##### DATA FOR THE TASK #####

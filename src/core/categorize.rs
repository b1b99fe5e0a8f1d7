//! Lexical token categorization into the six content buckets.
//!
//! Consumes the single-pass token stream from the Python lexer and sorts
//! each token's processed text into exactly one bucket. Four buckets hold
//! one entry per qualifying token; NUMBERS and SHORT_WORDS are per-file
//! accumulator strings appended once after the whole stream is consumed.

use std::path::Path;
use std::sync::LazyLock;

use anyhow::{Context, Result};
use regex::Regex;
use tracing::warn;

use crate::core::normalize::normalize;
use crate::infra::io::read_source;
use crate::parsers::python_lexer::{PythonLexer, TokenKind};

/// Triple-double-quoted literals are documentation strings.
static DOCSTRING: LazyLock<Regex> =
    LazyLock::new(|| Regex::new(r#""""[\s\S]*?""""#).expect("docstring regex"));

/// The six semantic buckets. Fixed, closed set.
#[derive(Debug, Clone, Copy, PartialEq, Eq)]
pub enum Category {
    Strings,
    Docstrings,
    Numbers,
    Comments,
    Words,
    ShortWords,
}

impl Category {
    pub const ALL: [Category; 6] = [
        Category::Strings,
        Category::Docstrings,
        Category::Numbers,
        Category::Comments,
        Category::Words,
        Category::ShortWords,
    ];

    pub fn as_str(self) -> &'static str {
        match self {
            Category::Strings => "STRINGS",
            Category::Docstrings => "DOCSTRINGS",
            Category::Numbers => "NUMBERS",
            Category::Comments => "COMMENTS",
            Category::Words => "WORDS",
            Category::ShortWords => "SHORT_WORDS",
        }
    }

    fn index(self) -> usize {
        match self {
            Category::Strings => 0,
            Category::Docstrings => 1,
            Category::Numbers => 2,
            Category::Comments => 3,
            Category::Words => 4,
            Category::ShortWords => 5,
        }
    }
}

/// Per-file content buckets, one ordered sequence per category.
///
/// All six buckets always exist (possibly empty). Structural equality of
/// two buffers (same sequences, same order) is what the scorer uses for
/// its exact-match short-circuit.
#[derive(Debug, Default, Clone, PartialEq, Eq)]
pub struct ContentBuffer {
    buckets: [Vec<String>; 6],
}

impl ContentBuffer {
    pub fn bucket(&self, category: Category) -> &[String] {
        &self.buckets[category.index()]
    }

    fn push(&mut self, category: Category, value: String) {
        self.buckets[category.index()].push(value);
    }

    /// Empty every bucket, returning the buffer to its initial state.
    pub fn clear(&mut self) {
        for bucket in &mut self.buckets {
            bucket.clear();
        }
    }

    /// Total character count across every string in every bucket,
    /// including the NUMBERS/SHORT_WORDS accumulator entries.
    pub fn text_length(&self) -> usize {
        self.buckets
            .iter()
            .flatten()
            .map(|s| s.chars().count())
            .sum()
    }
}

/// Sorts lexical tokens into a [`ContentBuffer`].
pub struct Categorizer {
    lexer: PythonLexer,
    skip_docs_and_comments: bool,
}

impl Categorizer {
    pub fn new(skip_docs_and_comments: bool) -> Self {
        Self {
            lexer: PythonLexer::new(),
            skip_docs_and_comments,
        }
    }

    /// Read and categorize one file into `buf`.
    pub fn categorize_file(&self, path: &Path, buf: &mut ContentBuffer) -> Result<()> {
        let source = read_source(path)?;
        let text = source
            .text()
            .with_context(|| format!("{} is not valid UTF-8", path.display()))?;
        self.categorize_source(text, buf)
    }

    /// Categorize already-read source text into `buf`.
    ///
    /// Consumes the token stream exactly once. If the lexer stopped on
    /// malformed input, the tokens seen so far are kept, the NUMBERS and
    /// SHORT_WORDS accumulators are discarded, and a diagnostic is
    /// logged; the caller sees success with partial buffers.
    pub fn categorize_source(&self, content: &str, buf: &mut ContentBuffer) -> Result<()> {
        let mut stream = self.lexer.tokens(content)?;
        let mut numbers = String::new();
        let mut short_words = String::new();

        for token in &mut stream {
            match token.kind {
                TokenKind::Identifier => {
                    buf.push(Category::Words, normalize(&token.text));
                }

                TokenKind::Comment => {
                    if self.skip_docs_and_comments {
                        continue;
                    }
                    let folded = normalize(&token.text);
                    let body = folded.trim_start_matches('#');
                    if body.chars().count() <= 2 {
                        short_words.push_str(body);
                    } else {
                        buf.push(Category::Comments, alphabetic_filter(body));
                    }
                }

                TokenKind::Str => {
                    if DOCSTRING.is_match(&token.text) {
                        if self.skip_docs_and_comments {
                            continue;
                        }
                        let folded = normalize(&token.text);
                        buf.push(Category::Docstrings, alphabetic_filter(&folded));
                        continue;
                    }
                    let folded = normalize(&token.text);
                    let filtered = alphabetic_filter(strip_quote_layer(&folded));
                    if filtered.chars().count() <= 1 {
                        short_words.push_str(&filtered);
                    } else {
                        buf.push(Category::Strings, filtered);
                    }
                }

                TokenKind::Number => {
                    numbers.push_str(&token.text);
                }
            }
        }

        if let Some(reason) = stream.truncated() {
            // Partial buffers are kept; the accumulators never land.
            warn!(reason, "tokenization stopped early, keeping partial buffers");
            return Ok(());
        }

        buf.push(Category::Numbers, numbers);
        buf.push(Category::ShortWords, short_words);
        Ok(())
    }
}

/// Keep only ASCII lowercase and Cyrillic lowercase (U+0430..U+044F);
/// digits, punctuation, and other scripts are dropped.
fn alphabetic_filter(s: &str) -> String {
    s.chars()
        .filter(|c| matches!(c, 'a'..='z' | 'а'..='я'))
        .collect()
}

/// Strip exactly one layer of matching surrounding quotes,
/// double first, then single.
fn strip_quote_layer(s: &str) -> &str {
    for quote in ['"', '\''] {
        if s.len() >= 2 && s.starts_with(quote) && s.ends_with(quote) {
            return &s[1..s.len() - 1];
        }
    }
    s
}

#[cfg(test)]
mod tests {
    use super::*;

    fn categorize(src: &str, skip: bool) -> ContentBuffer {
        let mut buf = ContentBuffer::default();
        Categorizer::new(skip)
            .categorize_source(src, &mut buf)
            .expect("categorize");
        buf
    }

    #[test]
    fn tokens_partition_into_exactly_one_bucket() {
        let src = "total = 41  # running sum\nlabel = \"needle\"\n";
        let buf = categorize(src, false);

        assert_eq!(buf.bucket(Category::Words), ["total", "label"]);
        assert_eq!(buf.bucket(Category::Comments), ["runningsum"]);
        assert_eq!(buf.bucket(Category::Strings), ["needle"]);
        assert_eq!(buf.bucket(Category::Numbers), ["41"]);
        assert_eq!(buf.bucket(Category::ShortWords), [""]);
        assert!(buf.bucket(Category::Docstrings).is_empty());
    }

    #[test]
    fn numbers_concatenate_into_one_accumulator_entry() {
        let buf = categorize("a = 1\nb = 2.5\nc = 300\n", false);
        assert_eq!(buf.bucket(Category::Numbers), ["12.5300"]);
    }

    #[test]
    fn short_comments_and_strings_feed_the_short_words_accumulator() {
        // "# ok" strips to "ok" (len 2); "a" filters to len 1
        let buf = categorize("# ok\nx = \"a\"\n", false);
        assert_eq!(buf.bucket(Category::ShortWords), ["oka"]);
        assert!(buf.bucket(Category::Comments).is_empty());
        assert!(buf.bucket(Category::Strings).is_empty());
    }

    #[test]
    fn docstrings_are_filtered_and_bucketed_separately() {
        let src = "def f():\n    \"\"\"Adds Two Numbers\"\"\"\n    return 1\n";
        let buf = categorize(src, false);
        assert_eq!(buf.bucket(Category::Docstrings), ["addstwonumbers"]);
        assert!(buf.bucket(Category::Strings).is_empty());
    }

    #[test]
    fn skip_flag_drops_comments_and_docstrings_entirely() {
        let src = "def f():\n    \"\"\"Doc\"\"\"\n    return 1  # short\n";
        let buf = categorize(src, true);
        assert!(buf.bucket(Category::Docstrings).is_empty());
        assert!(buf.bucket(Category::Comments).is_empty());
        // Short comment must not leak into the accumulator either
        assert_eq!(buf.bucket(Category::ShortWords), [""]);
    }

    #[test]
    fn cyrillic_comment_text_survives_the_filter() {
        let buf = categorize("# Привет мир 123\n", false);
        assert_eq!(buf.bucket(Category::Comments), ["приветмир"]);
    }

    #[test]
    fn malformed_input_keeps_partial_buffers_without_accumulators() {
        let mut buf = ContentBuffer::default();
        Categorizer::new(false)
            .categorize_source("x = \"unterminated\n", &mut buf)
            .expect("recoverable");
        // Accumulator entries are only appended after a clean pass
        assert!(buf.bucket(Category::Numbers).is_empty());
        assert!(buf.bucket(Category::ShortWords).is_empty());
    }

    #[test]
    fn text_length_counts_characters_across_all_buckets() {
        let buf = categorize("calculate = 1\n", false);
        // "calculate" (9) + "1" (1) + "" (0)
        assert_eq!(buf.text_length(), 10);
    }

    #[test]
    fn clear_returns_the_buffer_to_its_initial_state() {
        let mut buf = categorize("x = 1\n", false);
        buf.clear();
        assert_eq!(buf, ContentBuffer::default());
    }
}
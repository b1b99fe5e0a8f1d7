//! Manifest-driven batch runner.
//!
//! Reads a UTF-8 manifest with one whitespace-separated path pair per
//! line, scores each pair with a single reused [`Comparator`], and
//! appends one verdict line per pair to the output file. Malformed
//! lines and per-pair failures are reported and skipped; they never
//! abort the rest of the batch.

use std::fs::{self, OpenOptions};
use std::io::Write;
use std::path::{Path, PathBuf};

use anyhow::{Context, Result};
use owo_colors::OwoColorize;

use crate::cli::{AppContext, BatchArgs};
use crate::core::compare::{Comparator, Verdict};
use crate::infra::config::load_config;

#[derive(Debug, thiserror::Error, PartialEq, Eq)]
pub enum BatchError {
    /// Manifest line did not split into exactly two path tokens.
    #[error("no files found to compare (manifest line {line})")]
    MalformedLine { line: usize },
}

/// Split one manifest line into its (source, edited) pair.
fn parse_line(raw: &str, line: usize) -> Result<(PathBuf, PathBuf), BatchError> {
    let mut fields = raw.split_whitespace();
    match (fields.next(), fields.next(), fields.next()) {
        (Some(source), Some(edited), None) => Ok((source.into(), edited.into())),
        _ => Err(BatchError::MalformedLine { line }),
    }
}

/// Append one verdict line to the output sink.
pub fn append_result(path: &Path, verdict: Verdict) -> Result<()> {
    let mut file = OpenOptions::new()
        .create(true)
        .append(true)
        .open(path)
        .with_context(|| format!("Failed to open output file {}", path.display()))?;

    writeln!(file, "{verdict}")
        .with_context(|| format!("Failed to append to {}", path.display()))?;
    Ok(())
}

/// Entry point for `simc batch`.
pub fn run(args: BatchArgs, ctx: &AppContext) -> Result<()> {
    let config = load_config().unwrap_or_default();
    let skip = args.skip_docs || config.skip_docs_and_comments;
    let output = args
        .output
        .unwrap_or_else(|| PathBuf::from(config.batch.output_file));

    let manifest = fs::read_to_string(&args.manifest)
        .with_context(|| format!("Failed to read manifest {}", args.manifest.display()))?;

    // One instance for the whole batch: run() clears its buffers on
    // entry and exit, so reuse is safe.
    let mut comparator = Comparator::new(skip);
    let mut compared = 0usize;
    let mut skipped = 0usize;

    for (idx, raw) in manifest.lines().enumerate() {
        let line_no = idx + 1;
        if raw.trim().is_empty() {
            continue;
        }

        // Malformed lines are reported and skipped; the batch goes on.
        let (source, edited) = match parse_line(raw, line_no) {
            Ok(pair) => pair,
            Err(err) => {
                eprintln!("{err}");
                skipped += 1;
                continue;
            }
        };

        match comparator.run(&source, &edited) {
            Ok(verdict) => {
                if ctx.dry_run {
                    println!("{verdict}");
                } else {
                    append_result(&output, verdict)?;
                }
                compared += 1;
            }
            Err(err) => {
                eprintln!("manifest line {line_no}: {err:#}");
                skipped += 1;
            }
        }
    }

    if !ctx.quiet {
        println!(
            "{} Compared {compared} pair(s), skipped {skipped}, results in {}",
            "✓".green(),
            output.display()
        );
    }
    Ok(())
}

#[cfg(test)]
mod tests {
    use super::*;

    #[test]
    fn two_tokens_parse_into_a_pair() {
        let (source, edited) = parse_line("a.py  b.py", 1).expect("pair");
        assert_eq!(source, PathBuf::from("a.py"));
        assert_eq!(edited, PathBuf::from("b.py"));
    }

    #[test]
    fn wrong_arity_is_a_malformed_line() {
        assert_eq!(
            parse_line("only_one.py", 3),
            Err(BatchError::MalformedLine { line: 3 })
        );
        assert_eq!(
            parse_line("a.py b.py c.py", 7),
            Err(BatchError::MalformedLine { line: 7 })
        );
    }

    #[test]
    fn malformed_line_message_matches_the_driver_diagnostic() {
        let err = parse_line("a.py b.py c.py", 2).unwrap_err();
        assert_eq!(
            err.to_string(),
            "no files found to compare (manifest line 2)"
        );
    }
}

#####

WORK INSTRUCTIONS: Please copy the lines in the records above between the one holding "(Some(source), Some(edited), None)" and the one holding "to read manifest", inclusive, exactly and with no other line.

EXPECTED ANSWER:
        (Some(source), Some(edited), None) => Ok((source.into(), edited.into())),
        _ => Err(BatchError::MalformedLine { line }),
    }
}

/// Append one verdict line to the output sink.
pub fn append_result(path: &Path, verdict: Verdict) -> Result<()> {
    let mut file = OpenOptions::new()
        .create(true)
        .append(true)
        .open(path)
        .with_context(|| format!("Failed to open output file {}", path.display()))?;

    writeln!(file, "{verdict}")
        .with_context(|| format!("Failed to append to {}", path.display()))?;
    Ok(())
}

/// Entry point for `simc batch`.
pub fn run(args: BatchArgs, ctx: &AppContext) -> Result<()> {
    let config = load_config().unwrap_or_default();
    let skip = args.skip_docs || config.skip_docs_and_comments;
    let output = args
        .output
        .unwrap_or_else(|| PathBuf::from(config.batch.output_file));

    let manifest = fs::read_to_string(&args.manifest)
        .with_context(|| format!("Failed to read manifest {}", args.manifest.display()))?;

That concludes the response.